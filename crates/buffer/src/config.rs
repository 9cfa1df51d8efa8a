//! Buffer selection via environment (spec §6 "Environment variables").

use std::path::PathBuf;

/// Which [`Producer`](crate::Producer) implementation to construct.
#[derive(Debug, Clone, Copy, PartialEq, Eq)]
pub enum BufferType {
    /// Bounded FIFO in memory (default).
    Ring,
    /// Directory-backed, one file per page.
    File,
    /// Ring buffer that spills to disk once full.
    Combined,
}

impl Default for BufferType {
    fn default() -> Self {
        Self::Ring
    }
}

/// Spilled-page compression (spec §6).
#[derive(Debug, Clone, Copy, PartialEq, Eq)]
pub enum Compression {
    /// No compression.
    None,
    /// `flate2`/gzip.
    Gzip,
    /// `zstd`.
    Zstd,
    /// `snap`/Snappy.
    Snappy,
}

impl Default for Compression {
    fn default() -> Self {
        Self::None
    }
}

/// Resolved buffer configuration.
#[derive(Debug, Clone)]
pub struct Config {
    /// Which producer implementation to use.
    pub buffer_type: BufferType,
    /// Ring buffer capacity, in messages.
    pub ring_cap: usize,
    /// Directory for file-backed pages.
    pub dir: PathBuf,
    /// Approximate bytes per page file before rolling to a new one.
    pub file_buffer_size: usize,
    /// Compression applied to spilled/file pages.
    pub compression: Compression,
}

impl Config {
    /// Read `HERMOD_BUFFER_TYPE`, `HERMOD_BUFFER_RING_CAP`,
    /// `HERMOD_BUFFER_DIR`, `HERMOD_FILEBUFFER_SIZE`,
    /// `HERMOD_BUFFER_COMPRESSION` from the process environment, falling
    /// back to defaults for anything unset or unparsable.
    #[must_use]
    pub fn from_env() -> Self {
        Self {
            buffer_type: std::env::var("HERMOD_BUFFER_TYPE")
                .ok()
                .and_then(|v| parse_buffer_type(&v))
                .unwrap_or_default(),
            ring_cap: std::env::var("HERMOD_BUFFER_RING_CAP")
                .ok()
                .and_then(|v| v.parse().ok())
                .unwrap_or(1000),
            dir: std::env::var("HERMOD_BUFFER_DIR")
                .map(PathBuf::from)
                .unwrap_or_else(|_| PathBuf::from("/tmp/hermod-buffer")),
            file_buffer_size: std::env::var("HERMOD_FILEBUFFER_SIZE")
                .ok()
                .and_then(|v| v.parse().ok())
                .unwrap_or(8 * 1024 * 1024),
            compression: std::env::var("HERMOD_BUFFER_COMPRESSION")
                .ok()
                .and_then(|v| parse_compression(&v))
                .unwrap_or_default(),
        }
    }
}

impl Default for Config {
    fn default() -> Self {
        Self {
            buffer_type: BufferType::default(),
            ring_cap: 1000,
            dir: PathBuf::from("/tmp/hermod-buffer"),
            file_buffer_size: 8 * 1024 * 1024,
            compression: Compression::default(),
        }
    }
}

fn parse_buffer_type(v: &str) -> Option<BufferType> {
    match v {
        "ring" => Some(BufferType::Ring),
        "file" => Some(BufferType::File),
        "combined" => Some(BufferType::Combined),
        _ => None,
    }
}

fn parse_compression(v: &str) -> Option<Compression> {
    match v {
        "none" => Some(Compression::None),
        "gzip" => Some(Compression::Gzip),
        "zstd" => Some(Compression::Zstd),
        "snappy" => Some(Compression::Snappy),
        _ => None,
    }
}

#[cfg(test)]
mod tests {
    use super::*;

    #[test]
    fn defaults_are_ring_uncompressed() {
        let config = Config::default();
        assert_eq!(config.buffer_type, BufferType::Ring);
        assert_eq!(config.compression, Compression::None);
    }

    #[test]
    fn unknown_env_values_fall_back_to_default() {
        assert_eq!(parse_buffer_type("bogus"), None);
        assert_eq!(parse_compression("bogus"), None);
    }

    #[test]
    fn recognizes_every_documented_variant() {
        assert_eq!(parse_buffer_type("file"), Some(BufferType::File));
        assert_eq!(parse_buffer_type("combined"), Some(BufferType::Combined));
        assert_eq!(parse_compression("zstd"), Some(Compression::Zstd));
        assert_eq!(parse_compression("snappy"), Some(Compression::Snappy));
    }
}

##############################

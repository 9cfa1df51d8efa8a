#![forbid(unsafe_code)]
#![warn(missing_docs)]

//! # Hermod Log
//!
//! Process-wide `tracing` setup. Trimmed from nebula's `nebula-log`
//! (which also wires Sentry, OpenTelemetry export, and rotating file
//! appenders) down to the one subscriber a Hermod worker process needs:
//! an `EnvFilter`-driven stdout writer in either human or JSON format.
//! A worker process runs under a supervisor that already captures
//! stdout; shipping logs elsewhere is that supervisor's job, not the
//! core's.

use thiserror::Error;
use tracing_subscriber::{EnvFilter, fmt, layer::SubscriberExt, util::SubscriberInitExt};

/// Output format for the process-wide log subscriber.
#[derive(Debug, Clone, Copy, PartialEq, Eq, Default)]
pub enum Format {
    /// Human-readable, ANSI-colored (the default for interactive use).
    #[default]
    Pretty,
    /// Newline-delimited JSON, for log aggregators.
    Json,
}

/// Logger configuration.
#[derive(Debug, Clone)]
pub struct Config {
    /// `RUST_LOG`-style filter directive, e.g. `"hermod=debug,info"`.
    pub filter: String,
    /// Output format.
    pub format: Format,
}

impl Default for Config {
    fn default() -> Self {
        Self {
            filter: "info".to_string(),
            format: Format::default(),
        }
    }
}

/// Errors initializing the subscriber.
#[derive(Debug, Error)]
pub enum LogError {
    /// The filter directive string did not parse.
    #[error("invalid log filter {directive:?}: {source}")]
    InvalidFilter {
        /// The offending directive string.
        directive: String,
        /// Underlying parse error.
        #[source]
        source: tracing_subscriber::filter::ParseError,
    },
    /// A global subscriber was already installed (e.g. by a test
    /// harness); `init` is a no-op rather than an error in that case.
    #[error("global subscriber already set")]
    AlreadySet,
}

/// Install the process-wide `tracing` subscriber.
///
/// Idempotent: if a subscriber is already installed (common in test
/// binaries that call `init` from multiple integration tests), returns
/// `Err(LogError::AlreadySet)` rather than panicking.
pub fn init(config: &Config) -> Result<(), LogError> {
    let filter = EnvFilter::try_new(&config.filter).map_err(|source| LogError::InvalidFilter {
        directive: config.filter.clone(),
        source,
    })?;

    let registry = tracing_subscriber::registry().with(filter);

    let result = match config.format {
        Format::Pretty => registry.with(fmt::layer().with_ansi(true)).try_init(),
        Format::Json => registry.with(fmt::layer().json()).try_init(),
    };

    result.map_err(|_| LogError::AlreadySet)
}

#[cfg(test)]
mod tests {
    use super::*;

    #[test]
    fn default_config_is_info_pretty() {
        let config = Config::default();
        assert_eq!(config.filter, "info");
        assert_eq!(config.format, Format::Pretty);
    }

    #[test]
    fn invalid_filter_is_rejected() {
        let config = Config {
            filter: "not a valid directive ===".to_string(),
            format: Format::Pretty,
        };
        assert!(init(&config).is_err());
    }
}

##############################

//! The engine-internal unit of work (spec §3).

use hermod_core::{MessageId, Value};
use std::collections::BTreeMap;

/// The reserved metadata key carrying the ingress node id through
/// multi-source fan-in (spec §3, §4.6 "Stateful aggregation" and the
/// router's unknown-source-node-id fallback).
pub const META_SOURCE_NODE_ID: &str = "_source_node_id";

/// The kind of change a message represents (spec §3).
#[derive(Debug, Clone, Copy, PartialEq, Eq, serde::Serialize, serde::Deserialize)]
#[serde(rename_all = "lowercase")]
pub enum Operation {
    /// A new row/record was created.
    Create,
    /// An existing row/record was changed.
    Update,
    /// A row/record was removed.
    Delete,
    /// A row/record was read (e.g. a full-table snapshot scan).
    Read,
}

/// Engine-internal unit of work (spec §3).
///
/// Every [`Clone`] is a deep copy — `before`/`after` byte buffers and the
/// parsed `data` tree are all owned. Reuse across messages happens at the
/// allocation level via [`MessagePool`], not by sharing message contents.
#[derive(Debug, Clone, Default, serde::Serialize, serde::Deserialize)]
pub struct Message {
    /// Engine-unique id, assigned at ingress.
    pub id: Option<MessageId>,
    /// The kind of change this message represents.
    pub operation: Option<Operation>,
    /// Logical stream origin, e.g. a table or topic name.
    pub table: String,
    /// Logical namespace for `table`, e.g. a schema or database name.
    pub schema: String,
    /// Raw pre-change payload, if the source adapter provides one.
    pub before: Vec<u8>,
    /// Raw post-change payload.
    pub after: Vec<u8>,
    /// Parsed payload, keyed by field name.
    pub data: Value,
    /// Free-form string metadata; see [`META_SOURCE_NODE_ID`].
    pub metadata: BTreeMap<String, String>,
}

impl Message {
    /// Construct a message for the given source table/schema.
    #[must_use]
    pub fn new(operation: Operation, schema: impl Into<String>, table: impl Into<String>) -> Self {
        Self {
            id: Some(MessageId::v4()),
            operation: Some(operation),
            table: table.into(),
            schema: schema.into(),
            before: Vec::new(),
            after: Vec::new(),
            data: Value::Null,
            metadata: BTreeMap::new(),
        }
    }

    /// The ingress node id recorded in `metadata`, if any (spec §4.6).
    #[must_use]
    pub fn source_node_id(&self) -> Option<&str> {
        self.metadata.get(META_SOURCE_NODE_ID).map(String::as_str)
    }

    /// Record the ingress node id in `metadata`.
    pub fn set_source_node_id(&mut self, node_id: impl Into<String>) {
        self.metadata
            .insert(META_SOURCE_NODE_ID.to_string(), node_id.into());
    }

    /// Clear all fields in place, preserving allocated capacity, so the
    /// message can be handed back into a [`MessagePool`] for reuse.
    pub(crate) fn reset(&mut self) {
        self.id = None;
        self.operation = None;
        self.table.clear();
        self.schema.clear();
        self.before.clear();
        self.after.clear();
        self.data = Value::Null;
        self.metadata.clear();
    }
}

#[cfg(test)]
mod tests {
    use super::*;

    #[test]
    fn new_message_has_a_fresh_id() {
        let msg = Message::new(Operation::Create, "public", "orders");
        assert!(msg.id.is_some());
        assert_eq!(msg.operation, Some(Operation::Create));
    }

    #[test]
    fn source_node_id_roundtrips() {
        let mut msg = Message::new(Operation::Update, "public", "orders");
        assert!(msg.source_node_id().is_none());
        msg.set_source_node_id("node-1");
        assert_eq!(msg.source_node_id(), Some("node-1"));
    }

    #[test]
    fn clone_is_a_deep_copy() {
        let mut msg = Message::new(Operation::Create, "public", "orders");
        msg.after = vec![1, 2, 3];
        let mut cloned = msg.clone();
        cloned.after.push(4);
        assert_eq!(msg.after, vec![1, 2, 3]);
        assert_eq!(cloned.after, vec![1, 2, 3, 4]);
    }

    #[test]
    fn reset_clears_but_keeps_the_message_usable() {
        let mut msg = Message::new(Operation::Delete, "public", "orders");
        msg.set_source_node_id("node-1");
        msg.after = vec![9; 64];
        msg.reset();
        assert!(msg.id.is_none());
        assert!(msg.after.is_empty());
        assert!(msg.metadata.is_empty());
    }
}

##############################

* **Work request**
The output should be exactly the lines above from the line containing "compression (spec §6)." to the line containing "to a new one.", inclusive, with no other lines.

* **Response for this exercise**
/// Spilled-page compression (spec §6).
#[derive(Debug, Clone, Copy, PartialEq, Eq)]
pub enum Compression {
    /// No compression.
    None,
    /// `flate2`/gzip.
    Gzip,
    /// `zstd`.
    Zstd,
    /// `snap`/Snappy.
    Snappy,
}

impl Default for Compression {
    fn default() -> Self {
        Self::None
    }
}

/// Resolved buffer configuration.
#[derive(Debug, Clone)]
pub struct Config {
    /// Which producer implementation to use.
    pub buffer_type: BufferType,
    /// Ring buffer capacity, in messages.
    pub ring_cap: usize,
    /// Directory for file-backed pages.
    pub dir: PathBuf,
    /// Approximate bytes per page file before rolling to a new one.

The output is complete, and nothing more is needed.